Seriously though I would do this, definitely. I have been intending to make an extruder for a month or two and will get round to it eventually.

----------


## kennycoulter

I love this idea..... this is the best possible situation, and would only have the small 'footprint' of the plastic fumes from turning into filament (plus electric for the shredder).

regarding quality, aren't milk jugs made from PET+ (?)  as long as you are able to optimize your filament extruder, you should be able to have quality prints, equal to your experience on any other material (learning curve).

sorry for any inaccuracies, I may be too hopeful.

(I RE-READ.  HDPE MADE)

----------


## Nomadd_UK

Hi all,

This is something I have been looking at with great interest of late.  However, no-one has (as yet) published the exact method required to make the device for recycling bottles into filament.  I would LOVE to do this as part of the projects I am currently working on.  If anyone knows where I can get detailed methods including parts list then please let me know.

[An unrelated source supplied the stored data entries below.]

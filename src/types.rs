// Battlesnake API Types
// See https://docs.battlesnake.com/api

use serde::{Deserialize, Serialize};
use std::fmt;
use std::str::FromStr;

/// Game metadata including ID, ruleset, and timeout
#[derive(Deserialize, Serialize, Debug, Clone, Default)]
pub struct Game {
    pub id: String,
    #[serde(default)]
    pub ruleset: Ruleset,
    #[serde(default)]
    pub timeout: u32,
    #[serde(default)]
    pub source: String,
}

/// Ruleset name and the settings the engine cares about
#[derive(Deserialize, Serialize, Debug, Clone)]
pub struct Ruleset {
    pub name: String,
    #[serde(default)]
    pub version: String,
    #[serde(default)]
    pub settings: RulesetSettings,
}

impl Default for Ruleset {
    fn default() -> Self {
        Ruleset {
            name: "standard".to_string(),
            version: String::new(),
            settings: RulesetSettings::default(),
        }
    }
}

/// Ruleset settings as sent by the game server (camelCase on the wire)
#[derive(Deserialize, Serialize, Debug, Clone, PartialEq)]
#[serde(rename_all = "camelCase")]
pub struct RulesetSettings {
    #[serde(default = "default_food_spawn_chance")]
    pub food_spawn_chance: i32,
    #[serde(default = "default_minimum_food")]
    pub minimum_food: i32,
    #[serde(default)]
    pub hazard_damage_per_turn: i32,
    #[serde(default)]
    pub royale: RoyaleSettings,
}

fn default_food_spawn_chance() -> i32 {
    15
}

fn default_minimum_food() -> i32 {
    1
}

impl Default for RulesetSettings {
    fn default() -> Self {
        RulesetSettings {
            food_spawn_chance: default_food_spawn_chance(),
            minimum_food: default_minimum_food(),
            hazard_damage_per_turn: 0,
            royale: RoyaleSettings::default(),
        }
    }
}

#[derive(Deserialize, Serialize, Debug, Clone, Default, PartialEq)]
#[serde(rename_all = "camelCase")]
pub struct RoyaleSettings {
    #[serde(default)]
    pub shrink_every_n_turns: i32,
}

/// Board state including dimensions, food, snakes, and hazards
#[derive(Deserialize, Serialize, Debug, Clone)]
pub struct Board {
    pub height: i32,
    pub width: i32,
    pub food: Vec<Coord>,
    pub snakes: Vec<Battlesnake>,
    #[serde(default)]
    pub hazards: Vec<Coord>,
}

/// Snake representation with all state information
#[derive(Deserialize, Serialize, Debug, Clone)]
pub struct Battlesnake {
    pub id: String,
    pub name: String,
    pub health: i32,
    pub body: Vec<Coord>,
    pub head: Coord,
    pub length: i32,
    #[serde(default)]
    pub latency: String,
    #[serde(default)]
    pub shout: Option<String>,
}

/// 2D coordinate on the board
#[derive(Deserialize, Serialize, Debug, PartialEq, Eq, Clone, Copy, Hash)]
pub struct Coord {
    pub x: i32,
    pub y: i32,
}

/// Represents the four possible movement directions for a Battlesnake
#[derive(Deserialize, Serialize, Debug, Clone, Copy, PartialEq, Eq, Hash)]
#[serde(rename_all = "lowercase")]
pub enum Direction {
    Up,
    Down,
    Left,
    Right,
}

impl Direction {
    /// Returns all possible directions
    pub fn all() -> [Direction; 4] {
        [Direction::Up, Direction::Down, Direction::Left, Direction::Right]
    }

    /// Converts direction to string representation for API response
    pub fn as_str(&self) -> &'static str {
        match self {
            Direction::Up => "up",
            Direction::Down => "down",
            Direction::Left => "left",
            Direction::Right => "right",
        }
    }

    /// Unit step (dx, dy) for this direction; Up is +y
    pub fn delta(&self) -> (i32, i32) {
        match self {
            Direction::Up => (0, 1),
            Direction::Down => (0, -1),
            Direction::Left => (-1, 0),
            Direction::Right => (1, 0),
        }
    }

    /// Calculates the next coordinate when moving in this direction
    pub fn apply(&self, coord: &Coord) -> Coord {
        let (dx, dy) = self.delta();
        Coord {
            x: coord.x + dx,
            y: coord.y + dy,
        }
    }
}

impl fmt::Display for Direction {
    fn fmt(&self, f: &mut fmt::Formatter<'_>) -> fmt::Result {
        f.write_str(self.as_str())
    }
}

impl FromStr for Direction {
    type Err = String;

    fn from_str(s: &str) -> Result<Self, Self::Err> {
        match s.trim().to_lowercase().as_str() {
            "up" => Ok(Direction::Up),
            "down" => Ok(Direction::Down),
            "left" => Ok(Direction::Left),
            "right" => Ok(Direction::Right),
            _ => Err(format!("Invalid direction: {}", s)),
        }
    }
}

/// Complete game state received from the API
#[derive(Deserialize, Serialize, Debug, Clone)]
pub struct GameState {
    pub game: Game,
    pub turn: i32,
    pub board: Board,
    pub you: Battlesnake,
}
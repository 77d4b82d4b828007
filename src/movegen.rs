// Move generation
//
// Enumerates the moves that do not immediately lose for one agent. When
// nothing is left, callers fall back to FALLBACK_MOVE so that a living
// agent always has an action to expand.

use serde::Deserialize;

use crate::board::{Board, Point};
use crate::types::Direction;

/// Move played when an agent has no legal move, and for eliminated agents' turns
pub const FALLBACK_MOVE: Direction = Direction::Down;

/// How conservatively an agent's own body is checked
#[derive(Debug, Clone, Copy, PartialEq, Eq, Default, Deserialize)]
#[serde(rename_all = "snake_case")]
pub enum Strictness {
    /// Own tail is ignored since it moves away this turn
    #[default]
    Lenient,
    /// Every own segment blocks, tail included
    Strict,
}

/// Legal moves for `agent_id`, in Up, Down, Left, Right order.
/// Empty when the agent is unknown or eliminated.
pub fn legal_moves(board: &Board, agent_id: &str, strictness: Strictness) -> Vec<Direction> {
    let Some(agent) = board.agent(agent_id) else {
        return Vec::new();
    };
    if !agent.is_alive() {
        return Vec::new();
    }
    let Some(head) = agent.head() else {
        return Vec::new();
    };
    let neck = if agent.len() > 1 { agent.neck() } else { None };
    let own_body: &[Point] = match strictness {
        Strictness::Strict => &agent.body,
        Strictness::Lenient => &agent.body[..agent.len() - 1],
    };

    Direction::all()
        .into_iter()
        .filter(|dir| {
            let next = dir.apply(&head);

            // Can't reverse onto neck
            if neck == Some(next) {
                return false;
            }

            // Must stay in bounds
            if !board.in_bounds(&next) {
                return false;
            }

            if own_body.contains(&next) {
                return false;
            }

            for other in board.alive_agents() {
                if other.id == agent.id {
                    continue;
                }
                if other.body.contains(&next) {
                    return false;
                }
                // Other head could step onto the same cell and win the head-to-head
                if let Some(other_head) = other.head() {
                    if manhattan_distance(other_head, next) == 1 && agent.len() <= other.len() {
                        return false;
                    }
                }
            }

            true
        })
        .collect()
}

/// Legal moves, or the single fallback move when there are none
pub fn moves_or_fallback(board: &Board, agent_id: &str, strictness: Strictness) -> Vec<Direction> {
    let moves = legal_moves(board, agent_id, strictness);
    if moves.is_empty() {
        vec![FALLBACK_MOVE]
    } else {
        moves
    }
}

/// Calculates Manhattan distance between two coordinates
fn manhattan_distance(a: Point, b: Point) -> i32 {
    (a.x - b.x).abs() + (a.y - b.y).abs()
}
// Library exports for the MCTS Battlesnake
// The server binary, the replay tool and the integration tests all build on these

pub mod board;
pub mod bot;
pub mod config;
pub mod debug_logger;
pub mod error;
pub mod mcts;
pub mod movegen;
pub mod replay;
pub mod rotation;
pub mod rules;
pub mod types;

I have already purchased a cross cut shredder and have a reasonable cache of milk cartons... just need the method.

Thanks!

----------


## LambdaFF

What does your shredder look lie ? What is the size of the shredded output ?

----------


## Wolfie

> Hi all,
> 
> This is something I have been looking at with great interest of late.  However, no-one has (as yet) published the exact method required to make the device for recycling bottles into filament.  I would LOVE to do this as part of the projects I am currently working on.  If anyone knows where I can get detailed methods including parts list then please let me know.
> 
> I have already purchased a cross cut shredder and have a reasonable cache of milk cartons... just need the method.
> 
> Thanks!


I am a little confused why you are confused.  Its not really rocket science.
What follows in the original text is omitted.